#### Work item
Could you give the records below again exactly as they stand?

#### Dataset extract
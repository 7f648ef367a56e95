use num::{BigRational, FromPrimitive};
use num::rational::Ratio;

use stepping_stone::algorithm::{Configuration, solve, solve_with, SolveError};
use stepping_stone::algorithm::initial::{LeastCost, NorthWestCorner};
use stepping_stone::algorithm::stepping_stone::strategy::pivot_rule::{FirstProfitable, SteepestDescent};
use stepping_stone::data::number_types::traits::Quantity;
use stepping_stone::data::transportation::Problem;
use stepping_stone::io::error::ImportError;
use stepping_stone::io::import;

use super::get_test_file_path;

fn read<F: Quantity + FromPrimitive>(name: &str) -> Problem<F> {
    let _ = env_logger::builder().is_test(true).try_init();

    import(&get_test_file_path(name)).unwrap()
}

/// Solve with every combination of strategies, checking that they agree on the optimal cost.
fn optimal_cost<F: Quantity + FromPrimitive>(name: &str) -> F {
    let configuration = Configuration::default();
    let costs = [
        solve_with::<F, NorthWestCorner, SteepestDescent>(read(name), &configuration),
        solve_with::<F, NorthWestCorner, FirstProfitable>(read(name), &configuration),
        solve_with::<F, LeastCost, SteepestDescent>(read(name), &configuration),
        solve_with::<F, LeastCost, FirstProfitable>(read(name), &configuration),
    ].map(|result| result.unwrap().total_cost());

    for cost in &costs[1..] {
        assert_eq!(cost, &costs[0]);
    }
    costs[0].clone()
}

#[test]
fn rosetta() {
    assert_eq!(optimal_cost::<f64>("rosetta"), 2850_f64);
    assert_eq!(optimal_cost::<Ratio<i64>>("rosetta"), Ratio::from_integer(2850));

    let solution = solve(read::<f64>("rosetta")).unwrap();
    assert_eq!(solution.nr_rotations(), 2);
    assert_eq!(solution.shipments().count(), 6);
}

#[test]
fn degenerate() {
    assert_eq!(optimal_cost::<f64>("degenerate"), 1000_f64);

    let solution = solve(read::<f64>("degenerate")).unwrap();
    assert_eq!(solution.quantity(0, 0), 0_f64);
    assert_eq!(solution.quantity(0, 1), 300_f64);
    assert_eq!(solution.quantity(1, 0), 300_f64);
    assert_eq!(solution.quantity(1, 1), 100_f64);
}

#[test]
fn surplus() {
    assert_eq!(optimal_cost::<f64>("surplus"), 150_f64);

    let solution = solve(read::<f64>("surplus")).unwrap();
    assert_eq!(solution.nr_rotations(), 3);
    assert_eq!(solution.unused_supply(), vec![0_f64, 0_f64, 25_f64]);
    assert_eq!(solution.unmet_demand(), vec![0_f64; 3]);
}

#[test]
fn shortage() {
    assert_eq!(optimal_cost::<f64>("shortage"), 184_f64);

    let solution = solve(read::<f64>("shortage")).unwrap();
    assert_eq!(solution.unused_supply(), vec![0_f64; 3]);
    assert_eq!(solution.unmet_demand(), vec![0_f64, 0_f64, 10_f64, 5_f64]);
}

#[test]
fn fractional() {
    let expected = BigRational::new(147.into(), 4.into());
    assert_eq!(optimal_cost::<BigRational>("fractional"), expected);
    assert_eq!(optimal_cost::<f64>("fractional"), 36.75_f64);

    let solution = solve(read::<BigRational>("fractional")).unwrap();
    assert_eq!(solution.nr_rotations(), 1);
    assert_eq!(
        solution.unused_supply(),
        vec![BigRational::from_integer(2.into()), BigRational::from_integer(3.into())],
    );
}

#[test]
fn rotation_limit() {
    let configuration = Configuration { rotation_limit: Some(3) };
    let result = solve_with::<f64, NorthWestCorner, SteepestDescent>(
        read("shortage"),
        &configuration,
    );
    assert_eq!(result.unwrap_err(), SolveError::RotationLimit(3));
}

#[test]
fn trailing() {
    match import::<f64>(&get_test_file_path("trailing")) {
        Err(ImportError::Parse(error)) => assert_eq!(error.line_number(), Some(6)),
        _ => panic!("Expected a parse error"),
    }
}

#[test]
fn missing() {
    let result = import::<f64>(&get_test_file_path("does_not_exist"));
    assert!(matches!(result, Err(ImportError::IO(_))));
}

#### Exercise answer
repository 7f648ef367a56e95
use num::{BigRational, FromPrimitive};
use num::rational::Ratio;

use stepping_stone::algorithm::{Configuration, solve, solve_with, SolveError};
use stepping_stone::algorithm::initial::{LeastCost, NorthWestCorner};
use stepping_stone::algorithm::stepping_stone::strategy::pivot_rule::{FirstProfitable, SteepestDescent};
use stepping_stone::data::number_types::traits::Quantity;
use stepping_stone::data::transportation::Problem;
use stepping_stone::io::error::ImportError;
use stepping_stone::io::import;

use super::get_test_file_path;

fn read<F: Quantity + FromPrimitive>(name: &str) -> Problem<F> {
    let _ = env_logger::builder().is_test(true).try_init();

    import(&get_test_file_path(name)).unwrap()
}

/// Solve with every combination of strategies, checking that they agree on the optimal cost.
fn optimal_cost<F: Quantity + FromPrimitive>(name: &str) -> F {
    let configuration = Configuration::default();
    let costs = [
        solve_with::<F, NorthWestCorner, SteepestDescent>(read(name), &configuration),
        solve_with::<F, NorthWestCorner, FirstProfitable>(read(name), &configuration),
        solve_with::<F, LeastCost, SteepestDescent>(read(name), &configuration),
        solve_with::<F, LeastCost, FirstProfitable>(read(name), &configuration),
    ].map(|result| result.unwrap().total_cost());

    for cost in &costs[1..] {
        assert_eq!(cost, &costs[0]);
    }
    costs[0].clone()
}

#[test]
fn rosetta() {
    assert_eq!(optimal_cost::<f64>("rosetta"), 2850_f64);
    assert_eq!(optimal_cost::<Ratio<i64>>("rosetta"), Ratio::from_integer(2850));

    let solution = solve(read::<f64>("rosetta")).unwrap();
    assert_eq!(solution.nr_rotations(), 2);
    assert_eq!(solution.shipments().count(), 6);
}

#[test]
fn degenerate() {
    assert_eq!(optimal_cost::<f64>("degenerate"), 1000_f64);

    let solution = solve(read::<f64>("degenerate")).unwrap();
    assert_eq!(solution.quantity(0, 0), 0_f64);
    assert_eq!(solution.quantity(0, 1), 300_f64);
    assert_eq!(solution.quantity(1, 0), 300_f64);
    assert_eq!(solution.quantity(1, 1), 100_f64);
}

#[test]
fn surplus() {
    assert_eq!(optimal_cost::<f64>("surplus"), 150_f64);

    let solution = solve(read::<f64>("surplus")).unwrap();
    assert_eq!(solution.nr_rotations(), 3);
    assert_eq!(solution.unused_supply(), vec![0_f64, 0_f64, 25_f64]);
    assert_eq!(solution.unmet_demand(), vec![0_f64; 3]);
}

#[test]
fn shortage() {
    assert_eq!(optimal_cost::<f64>("shortage"), 184_f64);

    let solution = solve(read::<f64>("shortage")).unwrap();
    assert_eq!(solution.unused_supply(), vec![0_f64; 3]);
    assert_eq!(solution.unmet_demand(), vec![0_f64, 0_f64, 10_f64, 5_f64]);
}

#[test]
fn fractional() {
    let expected = BigRational::new(147.into(), 4.into());
    assert_eq!(optimal_cost::<BigRational>("fractional"), expected);
    assert_eq!(optimal_cost::<f64>("fractional"), 36.75_f64);

    let solution = solve(read::<BigRational>("fractional")).unwrap();
    assert_eq!(solution.nr_rotations(), 1);
    assert_eq!(
        solution.unused_supply(),
        vec![BigRational::from_integer(2.into()), BigRational::from_integer(3.into())],
    );
}

#[test]
fn rotation_limit() {
    let configuration = Configuration { rotation_limit: Some(3) };
    let result = solve_with::<f64, NorthWestCorner, SteepestDescent>(
        read("shortage"),
        &configuration,
    );
    assert_eq!(result.unwrap_err(), SolveError::RotationLimit(3));
}

#[test]
fn trailing() {
    match import::<f64>(&get_test_file_path("trailing")) {
        Err(ImportError::Parse(error)) => assert_eq!(error.line_number(), Some(6)),
        _ => panic!("Expected a parse error"),
    }
}

#[test]
fn missing() {
    let result = import::<f64>(&get_test_file_path("does_not_exist"));
    assert!(matches!(result, Err(ImportError::IO(_))));
}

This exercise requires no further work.